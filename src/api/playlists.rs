//! Playlist listing commands (prints to stdout)

use anyhow::{Context as _, Result};
use serde::Serialize;

use super::aggregate::QueryOutcome;
use super::{catalog, print_json, Context};
use crate::models::{CatalogItem, PlaylistDetail, Track};

/// Playlist detail as printed with `--json`.
#[derive(Serialize)]
struct PlaylistView<'a> {
    #[serde(flatten)]
    detail: &'a PlaylistDetail,
    /// Present only when the command ran for a user
    #[serde(skip_serializing_if = "Option::is_none")]
    saved: Option<bool>,
}

fn print_playlists(ctx: &Context, title: &str, playlists: &[CatalogItem]) -> Result<()> {
    if ctx.json {
        return print_json(playlists);
    }

    println!("\n{}:", title);
    println!("{:-<60}", "");

    if playlists.is_empty() {
        println!("  (no playlists found)");
        return Ok(());
    }

    for p in playlists {
        println!("{}", p.name);
        println!("  ID:     {}", p.id);
        if !p.owner.display_name.is_empty() {
            println!("  Owner:  {}", p.owner.display_name);
        }
        println!("  Tracks: {}", p.tracks.total);
        if let Some(ref url) = p.external_url {
            println!("  URL:    {}", url);
        }
        println!();
    }
    Ok(())
}

fn format_duration(ms: u64) -> String {
    let secs = ms / 1000;
    format!("{}:{:02}", secs / 60, secs % 60)
}

fn print_tracks(tracks: &[Track]) {
    if tracks.is_empty() {
        println!("  (no tracks)");
        return;
    }
    for (i, t) in tracks.iter().enumerate() {
        println!(
            "{:>3}. {} - {} [{}]",
            i + 1,
            t.artist_names(),
            t.name,
            format_duration(t.duration_ms)
        );
    }
}

pub async fn search(ctx: &Context, query: &str, limit: usize) -> Result<()> {
    let playlists = ctx
        .client
        .search(query, limit)
        .await
        .with_context(|| format!("Search for {:?} failed", query))?;
    print_playlists(ctx, &format!("Results for {:?}", query), &playlists)
}

pub async fn show_playlist(ctx: &Context, id: &str, user_id: Option<&str>) -> Result<()> {
    let client = ctx.client_for(user_id).await;
    let detail = client
        .get_playlist_detail(id)
        .await
        .with_context(|| format!("Failed to load playlist {}", id))?;
    let saved = user_id.map(|uid| ctx.store.is_saved(uid, &detail.playlist.id));

    if ctx.json {
        return print_json(&PlaylistView {
            detail: &detail,
            saved,
        });
    }

    let p = &detail.playlist;
    println!("\n{}", p.name);
    println!("{:-<60}", "");
    if !p.description.is_empty() {
        println!("{}", p.description);
    }
    println!("Owner:  {}", p.owner.display_name);
    println!("Tracks: {}", p.tracks.total);
    if let Some(ref url) = p.external_url {
        println!("URL:    {}", url);
    }
    if let Some(saved) = saved {
        println!("Status: {}", if saved { "saved" } else { "not saved" });
    }
    println!();
    print_tracks(&detail.tracks);
    Ok(())
}

pub async fn list_tracks(
    ctx: &Context,
    id: &str,
    limit: usize,
    user_id: Option<&str>,
) -> Result<()> {
    let client = ctx.client_for(user_id).await;
    let tracks = client
        .get_tracks(id, limit)
        .await
        .with_context(|| format!("Failed to load tracks of {}", id))?;
    if ctx.json {
        return print_json(&tracks);
    }
    println!();
    print_tracks(&tracks);
    Ok(())
}

pub async fn my_playlists(ctx: &Context, user_id: &str, limit: usize) -> Result<()> {
    let Some(token) = ctx.refresher.ensure_valid_access_token(user_id).await else {
        anyhow::bail!(
            "No linked account for {} or its token expired. Reconnect the account.",
            user_id
        );
    };
    let playlists = ctx
        .client
        .with_user_token(token)
        .user_playlists(limit)
        .await
        .context("Failed to load user playlists")?;
    print_playlists(ctx, &format!("Playlists of {}", user_id), &playlists)
}

pub async fn featured(ctx: &Context, limit: usize) -> Result<()> {
    let report = catalog::featured_playlists(&ctx.client, &ctx.config.featured_queries, limit).await;

    let failed = report.failures().count();
    if failed > 0 && report.items.is_empty() {
        tracing::warn!("All {} featured queries failed", failed);
    }
    for outcome in &report.outcomes {
        if let QueryOutcome::Skipped { query } = outcome {
            tracing::debug!("Featured query {:?} not needed", query);
        }
    }

    print_playlists(ctx, "Featured Playlists", &report.items)
}

pub fn list_categories(limit: usize, json: bool) -> Result<()> {
    let categories = catalog::categories(limit);
    if json {
        return print_json(&categories);
    }

    println!("\nCategories:");
    println!("{:-<60}", "");
    for c in &categories {
        println!("  {:<14} {}", c.id, c.name);
    }
    Ok(())
}

pub async fn category(ctx: &Context, category_id: &str, limit: usize) -> Result<()> {
    let playlists = catalog::category_playlists(&ctx.client, category_id, limit)
        .await
        .with_context(|| format!("Failed to load category {}", category_id))?;
    print_playlists(ctx, &format!("Category {}", category_id), &playlists)
}

#[cfg(test)]
mod tests {
    use super::*;
    use crate::models::{Owner, TrackSummary};
    use serde_json::json;

    fn detail() -> PlaylistDetail {
        PlaylistDetail {
            playlist: CatalogItem {
                id: "p1".to_string(),
                name: "Mix".to_string(),
                description: String::new(),
                images: Vec::new(),
                owner: Owner::default(),
                tracks: TrackSummary::default(),
                external_url: None,
            },
            tracks: Vec::new(),
        }
    }

    #[test]
    fn test_playlist_view_json() {
        let detail = detail();
        let view = serde_json::to_value(PlaylistView {
            detail: &detail,
            saved: Some(true),
        })
        .unwrap();
        assert_eq!(view["playlist"]["id"], json!("p1"));
        assert_eq!(view["tracks"], json!([]));
        assert_eq!(view["saved"], json!(true));

        let anonymous = serde_json::to_value(PlaylistView {
            detail: &detail,
            saved: None,
        })
        .unwrap();
        assert!(anonymous.get("saved").is_none());
    }

    #[test]
    fn test_format_duration() {
        assert_eq!(format_duration(0), "0:00");
        assert_eq!(format_duration(201_000), "3:21");
        assert_eq!(format_duration(3_599_999), "59:59");
    }
}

WHAT THE TASK ASKS – Your answer should be all lines from the data that contain "Serialize".

FINISHED EXERCISE –
use serde::Serialize;
#[derive(Serialize)]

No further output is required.